A Chase le parecía imposible que el tío ocupara más espacio, pero sin embargo lo logró, acercándose. Apestaba a cerveza y humo y a saber qué más.
– ¿Es de tu propiedad o no? -preguntó Dice.
Chase notó cómo Sloane tensaba los músculos.
– Que te lo diga ella, que sabe hablar.
Mierda.
Dice frunció el cejo.
– Cinco minutos tumbada debajo de mí y no tendrá fuerzas para hacerlo. -Seguía sin dirigirse directamente a Sloane y sólo hablaba con Chase, como si éste ostentara los derechos sobre la mente y el cuerpo de Sloane.
Los amigos de Dice se reían desde detrás de él, un sonido amenazador que garantizaba apoyo al motero si lo necesitaba.
Chase le clavó los dedos en los hombros y dijo:
– Normalmente la controlo y no es tan bocazas. Pero la tía se me ha escabullido mientras yo echaba un meo. Pero ahora que la he encontrado, no dudes que le daré una lección.
Dice asintió en señal de aprobación, pero Sloane se estremeció, ansiosa por meter baza. Chase se le acercó más y notó la fragancia del champú. Se excitó sin remedio a pesar de las circunstancias.
«¡Qué oportuno!», pensó, y contuvo una carcajada. De todos modos, tenía que reconocer que Sloane había aportado aventura a su vida en un momento en el que buscaba un cambio.

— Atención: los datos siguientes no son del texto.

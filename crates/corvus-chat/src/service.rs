// SPDX-FileCopyrightText: 2026 Corvus Contributors
// SPDX-License-Identifier: MIT OR Apache-2.0

//! RAG chat orchestration.
//!
//! The user turn commits to history before generation starts, so a
//! crash mid-stream still records that the question was asked. The
//! assistant turn commits only when the stream reports done; a
//! cancelled request drops the partial generation.

use std::sync::Arc;

use futures::StreamExt;
use tokio_util::sync::CancellationToken;
use tracing::{debug, warn};

use corvus_core::{
    ChatMessage, CorvusError, EmbeddingModel, GenerationChunk, GenerationModel, VectorStore,
};

use crate::history::HistoryStore;
use crate::prompt::{build_messages, PromptConfig};

/// Retrieval settings for one chat turn.
#[derive(Debug, Clone)]
pub struct RetrievalConfig {
    /// Nearest-neighbor result count.
    pub top_k: usize,
    /// Whether to request payloads (needed to render context).
    pub with_payload: bool,
}

impl Default for RetrievalConfig {
    fn default() -> Self {
        Self {
            top_k: 5,
            with_payload: true,
        }
    }
}

/// Chat service over the model connectors, vector store, and history.
pub struct ChatService {
    embedder: Arc<dyn EmbeddingModel>,
    generator: Arc<dyn GenerationModel>,
    vectors: Arc<dyn VectorStore>,
    history: HistoryStore,
    prompt: PromptConfig,
    retrieval: RetrievalConfig,
}

impl ChatService {
    pub fn new(
        embedder: Arc<dyn EmbeddingModel>,
        generator: Arc<dyn GenerationModel>,
        vectors: Arc<dyn VectorStore>,
        history: HistoryStore,
        prompt: PromptConfig,
        retrieval: RetrievalConfig,
    ) -> Self {
        Self {
            embedder,
            generator,
            vectors,
            history,
            prompt,
            retrieval,
        }
    }

    /// Runs one chat turn, invoking `on_chunk` for every streamed chunk.
    ///
    /// The callback runs on the task driving the generation stream and
    /// must not block longer than the connector tolerates.
    pub async fn process_input<F>(
        &self,
        cancel: &CancellationToken,
        user_id: &str,
        input: &str,
        mut on_chunk: F,
    ) -> Result<(), CorvusError>
    where
        F: FnMut(&GenerationChunk) -> Result<(), CorvusError> + Send,
    {
        let query_vector = self.embedder.embed(input).await?;

        let docs = self
            .vectors
            .query(
                &query_vector,
                self.retrieval.top_k,
                self.retrieval.with_payload,
            )
            .await?;
        debug!(count = docs.len(), "retrieved documents");

        // History miss or failure degrades to an empty history.
        let history = match self.history.retrieve(user_id).await {
            Ok(history) => history,
            Err(e) => {
                warn!(user_id, error = %e, "could not retrieve chat history");
                Vec::new()
            }
        };

        // Commit the user turn before generation starts.
        if let Err(e) = self
            .history
            .save_message(user_id, ChatMessage::user(input))
            .await
        {
            warn!(user_id, error = %e, "could not save user message");
        }

        let messages = build_messages(&self.prompt, &docs, &history, input);

        let mut stream = self.generator.chat_stream(messages).await?;
        let mut assistant_buffer = String::new();

        loop {
            let chunk = tokio::select! {
                biased;
                _ = cancel.cancelled() => {
                    // Dropping the stream aborts the generation; the
                    // partial assistant turn is discarded.
                    debug!(user_id, "chat cancelled mid-stream");
                    return Err(CorvusError::Cancelled);
                }
                next = stream.next() => match next {
                    Some(chunk) => chunk?,
                    None => break,
                },
            };

            if !chunk.done {
                assistant_buffer.push_str(&chunk.message.content);
            } else if let Err(e) = self
                .history
                .save_message(user_id, ChatMessage::assistant(assistant_buffer.clone()))
                .await
            {
                warn!(user_id, error = %e, "could not save assistant message");
            }

            on_chunk(&chunk)?;
        }

        Ok(())
    }

    /// Deletes the user's history and any transient scratch state.
    pub async fn clear_user_chat(&self, user_id: &str) -> Result<(), CorvusError> {
        self.history.clear(user_id).await
    }
}

#[cfg(test)]
mod tests {
    use super::*;
    use std::collections::HashMap;
    use std::time::Duration;

    use corvus_core::ScoredPoint;
    use corvus_store::MemoryKv;
    use corvus_test_utils::{MockEmbedder, MockGenerator, RecordingVectorStore};

    fn scored(id: &str, text: &str) -> ScoredPoint {
        ScoredPoint {
            id: id.to_string(),
            score: 0.9,
            payload: HashMap::from([("text".to_string(), serde_json::json!(text))]),
        }
    }

    fn service(
        generator: Arc<MockGenerator>,
        vectors: Arc<RecordingVectorStore>,
    ) -> (ChatService, Arc<MemoryKv>) {
        let kv = Arc::new(MemoryKv::new());
        let service = ChatService::new(
            MockEmbedder::returning(vec![0.1, 0.2, 0.3]),
            generator,
            vectors,
            HistoryStore::new(kv.clone(), Duration::from_secs(3600)),
            PromptConfig {
                base_prompt: "You are helpful.".to_string(),
                ..Default::default()
            },
            RetrievalConfig {
                top_k: 2,
                with_payload: true,
            },
        );
        (service, kv)
    }

    fn history_store(kv: Arc<MemoryKv>) -> HistoryStore {
        HistoryStore::new(kv, Duration::from_secs(3600))
    }

    #[tokio::test]
    async fn streams_chunks_in_order_and_commits_history() {
        let generator = MockGenerator::streaming(vec!["Hi ", "there", "."]);
        let vectors = RecordingVectorStore::with_query_results(vec![
            scored("a", "doc one"),
            scored("b", "doc two"),
        ]);
        let (service, kv) = service(generator.clone(), vectors);

        let mut seen = Vec::new();
        service
            .process_input(&CancellationToken::new(), "u1", "Hello", |chunk| {
                seen.push((chunk.done, chunk.message.content.clone()));
                Ok(())
            })
            .await
            .unwrap();

        // Three content chunks then the terminal done chunk.
        assert_eq!(
            seen,
            vec![
                (false, "Hi ".to_string()),
                (false, "there".to_string()),
                (false, ".".to_string()),
                (true, String::new()),
            ]
        );

        let history = history_store(kv).retrieve("u1").await.unwrap();
        assert_eq!(history.len(), 2);
        assert_eq!(history[0], ChatMessage::user("Hello"));
        assert_eq!(history[1], ChatMessage::assistant("Hi there."));
    }

    #[tokio::test]
    async fn retrieved_docs_and_history_flow_into_messages() {
        let generator = MockGenerator::streaming(vec!["ok"]);
        let vectors = RecordingVectorStore::with_query_results(vec![scored("a", "relevant")]);
        let (service, kv) = service(generator.clone(), vectors.clone());

        // Seed prior history.
        history_store(kv.clone())
            .save_message("u1", ChatMessage::user("earlier"))
            .await
            .unwrap();

        service
            .process_input(&CancellationToken::new(), "u1", "now", |_| Ok(()))
            .await
            .unwrap();

        // The query vector went to the vector store.
        assert_eq!(vectors.queries().await, vec![vec![0.1, 0.2, 0.3]]);

        let messages = generator.last_messages().await.unwrap();
        // base system + 1 doc + 1 history + user turn.
        assert_eq!(messages.len(), 4);
        assert!(messages[1].content.contains("relevant"));
        assert_eq!(messages[2].content, "earlier");
        assert_eq!(messages[3].content, "now");
    }

    #[tokio::test]
    async fn user_turn_commits_before_generation_fails() {
        struct FailingGenerator;

        #[async_trait::async_trait]
        impl GenerationModel for FailingGenerator {
            async fn chat_stream(
                &self,
                _messages: Vec<ChatMessage>,
            ) -> Result<corvus_core::GenerationStream, CorvusError> {
                Err(CorvusError::Internal("model down".to_string()))
            }
        }

        let kv = Arc::new(MemoryKv::new());
        let service = ChatService::new(
            MockEmbedder::returning(vec![0.1]),
            Arc::new(FailingGenerator),
            RecordingVectorStore::new(),
            HistoryStore::new(kv.clone(), Duration::from_secs(3600)),
            PromptConfig::default(),
            RetrievalConfig::default(),
        );

        let result = service
            .process_input(&CancellationToken::new(), "u1", "doomed question", |_| {
                Ok(())
            })
            .await;
        assert!(result.is_err());

        // The question was still recorded.
        let history = history_store(kv).retrieve("u1").await.unwrap();
        assert_eq!(history.len(), 1);
        assert_eq!(history[0], ChatMessage::user("doomed question"));
    }

    #[tokio::test]
    async fn cancellation_drops_partial_assistant_turn() {
        let generator = MockGenerator::streaming(vec!["partial"]);
        let (service, kv) = service(generator, RecordingVectorStore::new());

        let cancel = CancellationToken::new();
        cancel.cancel();

        let err = service
            .process_input(&cancel, "u1", "Hello", |_| Ok(()))
            .await
            .unwrap_err();
        assert!(matches!(err, CorvusError::Cancelled));

        // User turn committed in step 4 is not rolled back; no assistant turn.
        let history = history_store(kv).retrieve("u1").await.unwrap();
        assert_eq!(history.len(), 1);
        assert_eq!(history[0].role, "user");
    }

    #[tokio::test]
    async fn callback_error_stops_the_stream() {
        let generator = MockGenerator::streaming(vec!["a", "b", "c"]);
        let (service, _) = service(generator, RecordingVectorStore::new());

        let mut calls = 0;
        let err = service
            .process_input(&CancellationToken::new(), "u1", "Hello", |_| {
                calls += 1;
                Err(CorvusError::Internal("client went away".to_string()))
            })
            .await
            .unwrap_err();

        assert_eq!(calls, 1);
        assert!(matches!(err, CorvusError::Internal(_)));
    }

    #[tokio::test]
    async fn clear_user_chat_empties_history() {
        let generator = MockGenerator::streaming(vec!["hi"]);
        let (service, kv) = service(generator, RecordingVectorStore::new());

        service
            .process_input(&CancellationToken::new(), "u1", "Hello", |_| Ok(()))
            .await
            .unwrap();
        assert!(!history_store(kv.clone()).retrieve("u1").await.unwrap().is_empty());

        service.clear_user_chat("u1").await.unwrap();
        assert!(history_store(kv).retrieve("u1").await.unwrap().is_empty());
    }
}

– Sé amable -le susurró de forma que sólo lo oyera ella- o no saldremos de aquí sin pelea. -Y él quería seguir manteniendo los huesos enteros.
– Vale -musitó ella, aunque Chase sabía que luego se lo haría pagar. Mientras tanto, estaba lo suficientemente agradecida por su intervención como para quedarse callada.
– Oigo un montón de cháchara y de excusas pero no he visto pruebas de la posesión. -Dice apoyó una mano en la mesa de billar. -Y, como he dicho, ésta es la norma que tenemos aquí. -Asintió hacia Chase. -Demuestra que es tuya, y yo y mis chicos os dejaremos el camino libre.
Chase echó un vistazo a Sloane, que lo miraba con los ojos bien abiertos porque no sabía qué venía a continuación. Si bien Chase no solía frecuentar ese tipo de antros, sabía perfectamente qué esperaba Dice. Separó la mano del hombro de Sloane para cogerla de la mano y luego le dio la vuelta para colocarla encima de la mesa de billar.
Chase apoyó las manos en el borde de madera lleno de marcas y la cubrió con su cuerpo. Olió su aroma y notó su calidez. Teman público, lo cual lo excitaba aún más. Por primera vez, ella parecía pequeña y asustada, e intentaba escabullirse en vez de acurrucarse contra él. Sin embargo no pensaba hacerle daño, nada más lejos de su intención. Iba a marcar su territorio y luego hacer que se sintiera segura, si es que ella consideraba que estar a solas con él era seguro. En esos momentos, estaba tan enfadado por el hecho de que ella se hubiera metido en aquel lío, que ni siquiera confiaba en sí mismo. Pero antes de preocuparse por si le entraban ganas de matarla, tenía que hacerla suya.
La miró de hito en hito y, cuando ella le devolvió la mirada, en seguida se dio cuenta de sus intenciones, porque el temor desapareció y cedió el paso a la confianza. Y, maldita sea, a un atisbo de excitación. Deseo. Lujuria.
– Un hombre tiene que portarse como un hombre -musitó Chase; entonces tomó aire y hundió la boca en la de ella.